I fucked a radio programmer who could've dashed my career, but I never called her again, anyway.
I fucked a girl with a high-school-pep-rally sort of personality who ten years later was managing a band with the number one record in America.
I fucked a serene Native American girl who smiled, noiselessly, as she rode me; she made me come, then she made herself a cup of tea and split.
I fucked a woman in a broom closet at the Paramount Theater.
I fucked a girl who picked me up with a friend at an after-party in London; the three of us went back to my suite, drank shitty champagne, then each said, “Yawn, time to go to sleep,” then one went and feigned slumber on the couch, the other feigned sleep on the bed, and I had to choose which one to fake-wake-up and have sex with.
I fucked two girls in stairwells within a single week—one in a hotel, one in a mall. When I was with one of them, a pair of stoic tourists passed us as they headed down the stairs; I had my entire hand shoved up her pussy.
I fucked a woman in a limousine in Miami; we swigged tequila, mid-fuck, as the driver lectured us on the social history of Coconut Grove.

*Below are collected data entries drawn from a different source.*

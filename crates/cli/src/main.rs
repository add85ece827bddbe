#![deny(unsafe_code)]
//! CLI binary for the fluid dot-grid engine.
//!
//! Subcommands:
//! - `render`: run the dot grid for N frames, write a PNG
//! - `list`: print noise types and color modes
//! - `defaults`: print the default settings (or their schema) as JSON

mod error;

use clap::{Args, Parser, Subcommand};
use error::CliError;
use fluid_core::{ColorMode, DotGrid, Engine, NoiseKind, Settings, Srgb};
use glam::DVec2;
use serde_json::{json, Value};
use std::path::PathBuf;
use std::process;
use tracing_subscriber::{filter::LevelFilter, prelude::*, EnvFilter};

#[derive(Parser)]
#[command(name = "fluid", about = "Animated noise dot-grid renderer")]
struct Cli {
    /// Output as JSON instead of human-readable text.
    #[arg(long, global = true)]
    json: bool,

    #[command(subcommand)]
    command: Command,
}

#[derive(Subcommand)]
enum Command {
    /// Run the dot grid for N frames and write the last one as a PNG.
    Render(RenderArgs),
    /// List noise types and color modes.
    List,
    /// Print the default settings as JSON.
    Defaults {
        /// Print the settings schema instead of values.
        #[arg(long)]
        schema: bool,
    },
}

#[derive(Args)]
struct RenderArgs {
    /// Noise type (perlin, simplex, worley, manhattan, fractionalBrownian, white).
    #[arg(short, long)]
    noise: Option<String>,

    /// Dots per side of the grid.
    #[arg(short, long)]
    dimensions: Option<usize>,

    /// Spacing between dots in world units.
    #[arg(long)]
    size: Option<f64>,

    /// Frames to animate; the last one is written.
    #[arg(short, long, default_value_t = 1, value_parser = clap::value_parser!(u32).range(1..))]
    frames: u32,

    /// Seed for the noise generators. Random when omitted.
    #[arg(long)]
    seed: Option<u64>,

    /// Pixels per world unit.
    #[arg(long, default_value_t = 8.0)]
    scale: f64,

    /// Pointer position in world units, as X,Y.
    #[arg(long, value_parser = parse_cursor, allow_hyphen_values = true)]
    cursor: Option<DVec2>,

    /// Settings patch as a JSON object with store keys (e.g. '{"dotMax": 6}').
    #[arg(long, default_value = "{}")]
    settings: String,

    /// Canvas background color.
    #[arg(long, default_value = "#000000")]
    background: String,

    /// Output file path.
    #[arg(short, long, default_value = "output.png")]
    output: PathBuf,
}

fn parse_cursor(s: &str) -> Result<DVec2, String> {
    let (x, y) = s
        .split_once(',')
        .ok_or_else(|| format!("expected X,Y, got '{s}'"))?;
    let coord = |v: &str| {
        v.trim()
            .parse::<f64>()
            .map_err(|e| format!("invalid coordinate '{v}': {e}"))
    };
    let cursor = DVec2::new(coord(x)?, coord(y)?);
    if cursor.is_finite() {
        Ok(cursor)
    } else {
        Err(format!("cursor must be finite, got '{s}'"))
    }
}

/// Defaults, then the `--settings` patch with the individual flags layered
/// over it. The merged patch is validated once.
fn build_settings(args: &RenderArgs) -> Result<Settings, CliError> {
    let patch: Value = serde_json::from_str(&args.settings)
        .map_err(|e| CliError::Input(format!("invalid --settings JSON: {e}")))?;
    let Value::Object(mut patch) = patch else {
        return Err(CliError::Input("--settings must be a JSON object".into()));
    };

    if let Some(noise) = &args.noise {
        patch.insert("noiseType".into(), json!(noise));
    }
    if let Some(dimensions) = args.dimensions {
        patch.insert("dimensions".into(), json!(dimensions));
    }
    if let Some(size) = args.size {
        patch.insert("size".into(), json!(size));
    }
    if let Some(seed) = args.seed {
        patch.insert("seed".into(), json!(seed));
    }
    let base = args.seed.map_or_else(Settings::default, Settings::with_seed);
    Ok(base.merged(&Value::Object(patch))?)
}

fn render(args: RenderArgs, json_mode: bool) -> Result<(), CliError> {
    let settings = build_settings(&args)?;
    let background = Srgb::from_hex(&args.background)
        .map_err(|e| CliError::Input(format!("invalid --background: {e}")))?;
    let viewport = fluid_raster::canvas_extent(&settings, args.scale)?;
    tracing::info!(
        noise = %settings.noise_type,
        dimensions = settings.dimensions,
        seed = settings.seed,
        side = viewport.side,
        "rendering"
    );

    let mut grid = DotGrid::new(settings)?;
    for _ in 1..args.frames {
        grid.frame(args.cursor);
        grid.step()?;
    }
    let buffer = fluid_raster::rasterize(grid.frame(args.cursor), &viewport, background);
    fluid_raster::snapshot::write_png(buffer, viewport.side, viewport.side, &args.output)?;

    let settings = grid.settings();
    if json_mode {
        let info = json!({
            "noise": settings.noise_type.name(),
            "dimensions": settings.dimensions,
            "frames": args.frames,
            "seed": settings.seed,
            "time": grid.time(),
            "meanIntensity": grid.field().mean(),
            "side": viewport.side,
            "output": args.output.display().to_string(),
        });
        println!("{}", serde_json::to_string_pretty(&info)?);
    } else {
        eprintln!(
            "rendered {} ({d}x{d}, {} frames, seed {}) -> {} ({}px)",
            settings.noise_type,
            args.frames,
            settings.seed,
            args.output.display(),
            viewport.side,
            d = settings.dimensions,
        );
    }
    Ok(())
}

fn run(cli: Cli) -> Result<(), CliError> {
    match cli.command {
        Command::List => {
            let noises = NoiseKind::list_names();
            let color_modes = ColorMode::list_names();
            if cli.json {
                let info = json!({
                    "noiseTypes": noises,
                    "colorModes": color_modes,
                });
                println!("{}", serde_json::to_string_pretty(&info)?);
            } else {
                println!("Noise types:");
                for name in noises {
                    println!("  {name}");
                }
                println!("Color modes:");
                println!("  {}", color_modes.join(", "));
            }
        }
        Command::Defaults { schema } => {
            let value = if schema {
                Settings::param_schema()
            } else {
                Settings::default().to_json()
            };
            println!("{}", serde_json::to_string_pretty(&value)?);
        }
        Command::Render(args) => render(args, cli.json)?,
    }

    Ok(())
}

fn init_tracing() {
    let filter = EnvFilter::builder()
        .with_default_directive(LevelFilter::WARN.into())
        .from_env_lossy();
    tracing_subscriber::registry()
        .with(filter)
        .with(tracing_subscriber::fmt::layer().with_writer(std::io::stderr))
        .init();
}

fn main() {
    let cli = Cli::parse();
    init_tracing();
    let json_mode = cli.json;
    if let Err(e) = run(cli) {
        if json_mode {
            let j = json!({"error": e.to_string(), "exit_code": e.exit_code()});
            eprintln!("{}", serde_json::to_string_pretty(&j).unwrap_or_default());
        } else {
            eprintln!("error: {e}");
        }
        process::exit(e.exit_code());
    }
}

#[cfg(test)]
mod tests {
    use super::*;

    fn render_args(extra: &[&str]) -> RenderArgs {
        let mut argv = vec!["fluid", "render"];
        argv.extend_from_slice(extra);
        match Cli::try_parse_from(argv).unwrap().command {
            Command::Render(args) => args,
            _ => unreachable!("parsed a render command"),
        }
    }

    #[test]
    fn parse_cursor_accepts_pairs() {
        assert_eq!(parse_cursor("1.5, -2").unwrap(), DVec2::new(1.5, -2.0));
        assert!(parse_cursor("3").is_err());
        assert!(parse_cursor("a,b").is_err());
        assert!(parse_cursor("inf,0").is_err());
    }

    #[test]
    fn negative_cursor_parses_as_a_value() {
        let args = render_args(&["--cursor", "-4,7"]);
        assert_eq!(args.cursor, Some(DVec2::new(-4.0, 7.0)));
    }

    #[test]
    fn flags_override_settings_patch() {
        let args = render_args(&[
            "--seed",
            "9",
            "--noise",
            "worley",
            "--dimensions",
            "12",
            "--settings",
            r#"{"noiseType": "white", "dimensions": 40, "dotMax": 6, "seed": 1}"#,
        ]);
        let settings = build_settings(&args).unwrap();
        assert_eq!(settings.noise_type, NoiseKind::Worley);
        assert_eq!(settings.dimensions, 12);
        assert_eq!(settings.dot_max, 6.0);
        assert_eq!(settings.seed, 9);
    }

    #[test]
    fn flags_replace_invalid_patch_values() {
        let args = render_args(&["--settings", r#"{"dimensions": 400}"#, "--dimensions", "12"]);
        assert_eq!(build_settings(&args).unwrap().dimensions, 12);
        let args = render_args(&["--settings", r#"{"dimensions": 400}"#]);
        assert_eq!(build_settings(&args).unwrap_err().exit_code(), 10);
    }

    #[test]
    fn bad_settings_json_is_an_input_error() {
        let args = render_args(&["--settings", "{nope"]);
        assert_eq!(build_settings(&args).unwrap_err().exit_code(), 12);
        let args = render_args(&["--settings", "[1, 2]"]);
        assert_eq!(build_settings(&args).unwrap_err().exit_code(), 12);
    }

    #[test]
    fn unknown_noise_is_an_engine_error() {
        let args = render_args(&["--noise", "pink"]);
        assert_eq!(build_settings(&args).unwrap_err().exit_code(), 10);
    }

    #[test]
    fn zero_frames_is_rejected_by_clap() {
        assert!(Cli::try_parse_from(["fluid", "render", "--frames", "0"]).is_err());
    }
}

Mostly, though, I didn't fuck anybody. The above litany is uninspired compared to that of the average singer of a band that had
a video on MTV in the '90s. I was usually too high to pickup girls. Every night that I spent alone, cotton-mouthed, in a hotel room, I loathed myself for loneliness itself.
On the scarce occasions where there was sex without weed, my disappointment was such that I felt I wasn't having sex at all.
In the last days of my drug life, I was unable to fuck, and uninterested besides. When I got clean, I started up again. Immediately, the stripe of women improved markedly. But I was itchingly dissatisfied, dogged by unfamiliar self-reproach. Flippant sex is a wasted man's pastime. At least, I was unable to do it without a basic desire to want to talk to, hang out with, the woman I was with.